Hannibal pushes away from him, but Will knows better. He holds him by the back of his neck; sometimes his fingers bruise his peachy skin, sometimes he remembers his strength. He’s stealing back the things he wants from him. Touch, even if Hannibal doesn’t want to give it, affection, even if Hannibal is scared to receive it, love, even if they both don’t know how to do it.

It’s easy to haul him over to the couch. It’s part of the routine of things. He gets him down and keeps him there.

All that I have desired, I have devoured. If you desired him, you should have eaten him.

You haven’t devoured me.

Haven’t I?

Did you devour the Frenchman?

I crushed him between my thumb and forefinger. He wanted to hurt me, I couldn’t allow it.

You allowed me to.

Days like this, there isn’t much fight in Hannibal. He pushes, shoves a little, but he always gives in. It’s easier that way, to push back whatever he’s hiding and whatever he hates and melt into Will. To sit, maybe lay on the couch—which really there isn’t room for both of them to lay but they do it away—and try to stabilize.

As a boy, Will used to think he would melt away into the rivers back home. Sink into them, down into the rough sand, and become one with the riverbed. He always wanted that when he knew it was coming time to move again. For a while, he begged his father to stay in Louisiana in their trash trailer, but he learned quickly that wasn’t the way of things. They needed money, and his father was such a sad man. He hated staying there. He hated being reminded of the nothing.

Sometimes, a week, a day, an hour before they were set to leave, Will would go out to the river next to his house and sit in the water. The current wasn’t bad, so he’d go chin deep and force himself to sit all the way down. Then he’d pray to God and ask him to turn him into silt. 

A part of him always knew he wasn’t enough for his father so he hoped he could be enough for the rivers that his father loved.
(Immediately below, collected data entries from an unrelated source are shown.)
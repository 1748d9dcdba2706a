use std::sync::Arc;

use axum::{
    extract::DefaultBodyLimit,
    http::{header, HeaderValue, Method},
    middleware::{from_fn, from_fn_with_state},
    routing::{get, post},
    Router,
};
use tower_http::{
    cors::{AllowOrigin, CorsLayer},
    trace::TraceLayer,
};

use crate::auth::JwtKeys;
use crate::config::{AppConfig, SecurityConfig};
use crate::database::Store;
use crate::handlers::{elevated, protected, public};
use crate::middleware::{jwt_auth_middleware, require_super_admin, validate_user_middleware};

/// Shared, immutable per-process state handed to every handler
#[derive(Clone)]
pub struct AppState {
    pub store: Arc<dyn Store>,
    pub keys: JwtKeys,
}

impl AppState {
    pub fn new(store: Arc<dyn Store>, keys: JwtKeys) -> Self {
        Self { store, keys }
    }
}

pub fn router(state: AppState, config: &AppConfig) -> Router {
    let mut app = Router::new()
        // Public
        .route("/", get(public::root))
        .route("/health", get(public::health))
        // Protected (JWT + validated user)
        .merge(protected_routes(state.clone()))
        // Elevated (SUPER_ADMIN)
        .merge(admin_routes(state.clone()))
        .with_state(state)
        .layer(DefaultBodyLimit::max(config.api.max_request_size_bytes))
        .layer(TraceLayer::new_for_http());

    if config.security.enable_cors {
        app = app.layer(cors_layer(&config.security));
    }

    app
}

fn protected_routes(state: AppState) -> Router<AppState> {
    use protected::tokens;

    // route_layer keeps unmatched paths as 404 instead of 401.
    // Layers run bottom-up: JWT first, then user validation.
    Router::new()
        .route("/tokens", get(tokens::token_list))
        .route("/resource/:id", get(tokens::token_show))
        .route(
            "/resource/:id/settings",
            get(tokens::settings_show).put(tokens::settings_put),
        )
        .route_layer(from_fn_with_state(state.clone(), validate_user_middleware))
        .route_layer(from_fn_with_state(state, jwt_auth_middleware))
}

fn admin_routes(state: AppState) -> Router<AppState> {
    use elevated::plans;

    Router::new()
        .route("/admin/plans", get(plans::plan_list))
        .route("/admin/plans/reorder", post(plans::plan_reorder))
        .route_layer(from_fn(require_super_admin))
        .route_layer(from_fn_with_state(state.clone(), validate_user_middleware))
        .route_layer(from_fn_with_state(state, jwt_auth_middleware))
}

fn cors_layer(security: &SecurityConfig) -> CorsLayer {
    let origins: Vec<HeaderValue> = security
        .cors_origins
        .iter()
        .filter_map(|origin| match HeaderValue::from_str(origin) {
            Ok(value) => Some(value),
            Err(_) => {
                tracing::warn!("Ignoring invalid CORS origin '{}'", origin);
                None
            }
        })
        .collect();

    CorsLayer::new()
        .allow_origin(AllowOrigin::list(origins))
        .allow_methods([Method::GET, Method::POST, Method::PUT])
        .allow_headers([header::AUTHORIZATION, header::CONTENT_TYPE])
}
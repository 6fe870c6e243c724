//! Server-pushed event envelope and constructors.
//!
//! Every event delivered to a bound connection is a [`ChatEvent`] serialized
//! as `{type, sessionId, timestamp, data}`. The three fan-out event types are
//! `message.appended`, `session.status_changed`, and `session.closed`; the
//! multiplexer additionally sends `connection.established` on connect.

use serde::{Deserialize, Serialize};
use serde_json::Value;

use crate::ids::SessionId;
use crate::types::{ChatMessage, ChatSession};

/// A message was appended to a session.
pub const EVENT_MESSAGE_APPENDED: &str = "message.appended";
/// A session's lifecycle status changed.
pub const EVENT_SESSION_STATUS_CHANGED: &str = "session.status_changed";
/// A session was closed (terminal).
pub const EVENT_SESSION_CLOSED: &str = "session.closed";
/// Sent to a client immediately after the WebSocket upgrade.
pub const EVENT_CONNECTION_ESTABLISHED: &str = "connection.established";

/// Server-pushed event.
#[derive(Clone, Debug, Serialize, Deserialize)]
#[serde(rename_all = "camelCase")]
pub struct ChatEvent {
    /// Event type (e.g. `message.appended`).
    #[serde(rename = "type")]
    pub event_type: String,
    /// Associated session, if any.
    #[serde(skip_serializing_if = "Option::is_none")]
    pub session_id: Option<SessionId>,
    /// ISO-8601 timestamp.
    pub timestamp: String,
    /// Event payload.
    #[serde(skip_serializing_if = "Option::is_none")]
    pub data: Option<Value>,
}

impl ChatEvent {
    /// Create a new event with the current UTC timestamp.
    pub fn new(
        event_type: impl Into<String>,
        session_id: Option<SessionId>,
        data: Option<Value>,
    ) -> Self {
        Self {
            event_type: event_type.into(),
            session_id,
            timestamp: chrono::Utc::now().to_rfc3339_opts(chrono::SecondsFormat::Millis, true),
            data,
        }
    }

    /// `message.appended` carrying the full message record.
    #[must_use]
    pub fn message_appended(message: &ChatMessage) -> Self {
        Self::new(
            EVENT_MESSAGE_APPENDED,
            Some(message.session_id.clone()),
            serde_json::to_value(message).ok().map(|m| {
                serde_json::json!({ "message": m })
            }),
        )
    }

    /// `session.status_changed` carrying the updated session record.
    #[must_use]
    pub fn status_changed(session: &ChatSession) -> Self {
        Self::new(
            EVENT_SESSION_STATUS_CHANGED,
            Some(session.session_id.clone()),
            serde_json::to_value(session).ok().map(|s| {
                serde_json::json!({ "session": s })
            }),
        )
    }

    /// `session.closed` — terminal notification to all bindings.
    #[must_use]
    pub fn session_closed(session_id: &SessionId) -> Self {
        Self::new(
            EVENT_SESSION_CLOSED,
            Some(session_id.clone()),
            Some(serde_json::json!({ "sessionId": session_id })),
        )
    }
}
//! Graceful shutdown coordination via `CancellationToken`.

use std::time::Duration;

use tokio::task::JoinHandle;
use tokio_util::sync::CancellationToken;
use tracing::{info, warn};

/// Default timeout for graceful shutdown before force-exiting.
const DEFAULT_SHUTDOWN_TIMEOUT: Duration = Duration::from_secs(30);

/// Coordinates graceful shutdown across all server tasks.
///
/// Connection tasks hold a clone of the token and exit when it cancels;
/// axum serves with graceful shutdown on the same token.
pub struct ShutdownCoordinator {
    token: CancellationToken,
}

impl ShutdownCoordinator {
    /// Create a new shutdown coordinator.
    pub fn new() -> Self {
        Self {
            token: CancellationToken::new(),
        }
    }

    /// Get a clone of the cancellation token.
    pub fn token(&self) -> CancellationToken {
        self.token.clone()
    }

    /// Initiate shutdown.
    pub fn shutdown(&self) {
        self.token.cancel();
    }

    /// Whether a shutdown has been initiated.
    pub fn is_shutting_down(&self) -> bool {
        self.token.is_cancelled()
    }

    /// Cancel the token and wait up to `timeout` for the given task handles
    /// to complete. Tasks still running after the timeout are left to the
    /// runtime to drop.
    pub async fn graceful_shutdown(&self, handles: Vec<JoinHandle<()>>, timeout: Option<Duration>) {
        let timeout = timeout.unwrap_or(DEFAULT_SHUTDOWN_TIMEOUT);

        self.shutdown();
        info!(
            task_count = handles.len(),
            timeout_secs = timeout.as_secs(),
            "waiting for tasks to complete"
        );

        let drain = futures::future::join_all(handles);

        if tokio::time::timeout(timeout, drain).await.is_err() {
            warn!("shutdown timed out after {timeout:?}, some tasks may still be running");
        }
    }
}

impl Default for ShutdownCoordinator {
    fn default() -> Self {
        Self::new()
    }
}

#[cfg(test)]
mod tests {
    use super::*;

    #[test]
    fn initial_state_not_shutting_down() {
        let coord = ShutdownCoordinator::new();
        assert!(!coord.is_shutting_down());
    }

    #[test]
    fn shutdown_is_idempotent() {
        let coord = ShutdownCoordinator::new();
        coord.shutdown();
        coord.shutdown();
        assert!(coord.is_shutting_down());
    }

    #[test]
    fn token_propagation() {
        let coord = ShutdownCoordinator::new();
        let t1 = coord.token();
        let t2 = coord.token();
        assert!(!t1.is_cancelled());
        coord.shutdown();
        assert!(t1.is_cancelled());
        assert!(t2.is_cancelled());
    }

    #[tokio::test]
    async fn token_cancelled_future_resolves() {
        let coord = ShutdownCoordinator::new();
        let token = coord.token();

        let handle = tokio::spawn(async move {
            token.cancelled().await;
            true
        });

        coord.shutdown();
        assert!(handle.await.unwrap());
    }

    #[tokio::test]
    async fn graceful_shutdown_awaits_all_tasks() {
        let coord = ShutdownCoordinator::new();
        let token = coord.token();

        let handle = tokio::spawn(async move {
            token.cancelled().await;
        });

        coord.graceful_shutdown(vec![handle], None).await;
        assert!(coord.is_shutting_down());
    }

    #[tokio::test]
    async fn graceful_shutdown_times_out() {
        let coord = ShutdownCoordinator::new();

        // A task that ignores cancellation.
        let handle = tokio::spawn(async {
            tokio::time::sleep(Duration::from_secs(300)).await;
        });

        coord
            .graceful_shutdown(vec![handle], Some(Duration::from_millis(100)))
            .await;
        assert!(coord.is_shutting_down());
    }
}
Maybe that’s what Will was trying to do when he threw them both over the edge of that cliff. A return to form. To be something else together. To never leave home again. Maybe he prayed on the way down and asked God to please turn them into silt. Sometimes, he thinks God listened.

Now, Hannibal melts into him. He didn’t always, but he has the past three times this has happened, so Will takes that as a victory. His trembling body, both from the upset and the damage from the ocean, slots against Will. Melts into him like a child into a riverbed.

For what it’s worth, Will holds him tightly. If he hates it, it doesn’t matter, because he needs it. He clings to him now, presses his face to his neck, breathes him all the way in.

“Where’s your grief?” Will murmurs into his soft hair. He can smell river and ocean. He can smell his desire to kill him. “Does it scare you?”

Hannibal’s nails dig into the backs of Will’s arms, bunching up the skin under them. He’ll taste it later, while Will watches. He’ll say it’s the best meal he ever had. 

His voice comes out craggily, “My grief is mine alone.”

It isn’t anymore, but Will doesn’t argue the point. Hannibal floats, and Will does his best to be sturdy, to keep him with him, at least for a few more minutes. Sturdy but shifting like sand. There’s no other way he can be.

Any anger I feel toward you would hurt you. Devouring you would never be enough.

I can take it.

I know, but it doesn’t serve a purpose anymore.

You can find the purpose if it helps you.